WORK TO BE COMPLETED: Only the lines from the beginning of the data below through the line that contains "points, and emits" should be repeated, exactly as written.

THE DATA:

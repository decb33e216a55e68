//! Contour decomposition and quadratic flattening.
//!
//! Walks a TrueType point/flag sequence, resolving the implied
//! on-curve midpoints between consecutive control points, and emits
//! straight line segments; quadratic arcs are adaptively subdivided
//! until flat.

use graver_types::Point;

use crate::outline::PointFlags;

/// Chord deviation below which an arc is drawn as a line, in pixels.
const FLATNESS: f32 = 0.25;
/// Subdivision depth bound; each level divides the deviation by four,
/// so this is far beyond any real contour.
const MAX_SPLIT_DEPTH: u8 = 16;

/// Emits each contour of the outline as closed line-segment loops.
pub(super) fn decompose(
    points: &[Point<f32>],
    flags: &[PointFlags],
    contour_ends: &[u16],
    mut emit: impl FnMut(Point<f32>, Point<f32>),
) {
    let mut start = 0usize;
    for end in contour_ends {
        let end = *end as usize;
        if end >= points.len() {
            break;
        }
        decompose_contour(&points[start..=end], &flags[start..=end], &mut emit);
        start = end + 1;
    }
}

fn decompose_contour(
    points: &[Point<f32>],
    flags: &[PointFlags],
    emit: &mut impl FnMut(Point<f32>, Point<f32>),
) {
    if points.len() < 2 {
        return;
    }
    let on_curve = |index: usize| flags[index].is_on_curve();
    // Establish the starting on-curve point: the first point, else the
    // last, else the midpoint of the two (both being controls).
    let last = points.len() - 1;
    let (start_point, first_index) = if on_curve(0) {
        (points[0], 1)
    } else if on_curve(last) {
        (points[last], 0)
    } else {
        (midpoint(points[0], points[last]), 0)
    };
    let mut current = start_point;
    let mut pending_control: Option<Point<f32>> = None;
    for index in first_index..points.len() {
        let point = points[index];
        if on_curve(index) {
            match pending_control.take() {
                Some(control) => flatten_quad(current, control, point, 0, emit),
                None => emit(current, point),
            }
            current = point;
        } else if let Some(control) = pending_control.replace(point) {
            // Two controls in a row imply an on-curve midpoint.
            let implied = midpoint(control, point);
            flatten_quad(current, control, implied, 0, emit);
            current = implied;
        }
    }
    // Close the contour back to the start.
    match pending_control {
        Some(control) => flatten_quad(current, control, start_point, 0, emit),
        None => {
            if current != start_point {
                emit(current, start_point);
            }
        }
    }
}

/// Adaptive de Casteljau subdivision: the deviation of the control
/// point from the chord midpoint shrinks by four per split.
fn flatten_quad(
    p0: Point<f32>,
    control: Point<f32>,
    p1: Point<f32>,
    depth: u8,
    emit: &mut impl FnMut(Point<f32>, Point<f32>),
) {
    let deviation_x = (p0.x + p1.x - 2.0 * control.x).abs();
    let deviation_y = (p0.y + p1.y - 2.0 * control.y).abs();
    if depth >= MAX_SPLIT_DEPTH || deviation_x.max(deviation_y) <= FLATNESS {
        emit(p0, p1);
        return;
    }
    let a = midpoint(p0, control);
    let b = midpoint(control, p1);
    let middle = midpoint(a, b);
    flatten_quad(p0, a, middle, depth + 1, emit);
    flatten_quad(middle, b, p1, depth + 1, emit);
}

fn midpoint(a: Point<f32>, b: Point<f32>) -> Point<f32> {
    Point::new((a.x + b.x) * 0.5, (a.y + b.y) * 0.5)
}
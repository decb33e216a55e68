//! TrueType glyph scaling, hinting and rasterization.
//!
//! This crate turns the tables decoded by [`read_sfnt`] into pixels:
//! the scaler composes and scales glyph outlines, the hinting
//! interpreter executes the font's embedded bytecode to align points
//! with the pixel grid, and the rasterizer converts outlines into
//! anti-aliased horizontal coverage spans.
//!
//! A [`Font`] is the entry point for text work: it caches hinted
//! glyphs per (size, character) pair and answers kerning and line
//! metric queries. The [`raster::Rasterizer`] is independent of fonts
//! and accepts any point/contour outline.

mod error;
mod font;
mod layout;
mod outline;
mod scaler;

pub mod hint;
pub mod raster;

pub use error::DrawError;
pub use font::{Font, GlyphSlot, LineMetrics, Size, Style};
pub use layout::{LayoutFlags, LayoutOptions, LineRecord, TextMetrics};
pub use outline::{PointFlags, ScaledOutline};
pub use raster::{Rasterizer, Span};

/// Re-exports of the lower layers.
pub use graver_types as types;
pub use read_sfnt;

WRITTEN ANSWER:
repository decb33e216a55e68
//! Contour decomposition and quadratic flattening.
//!
//! Walks a TrueType point/flag sequence, resolving the implied
//! on-curve midpoints between consecutive control points, and emits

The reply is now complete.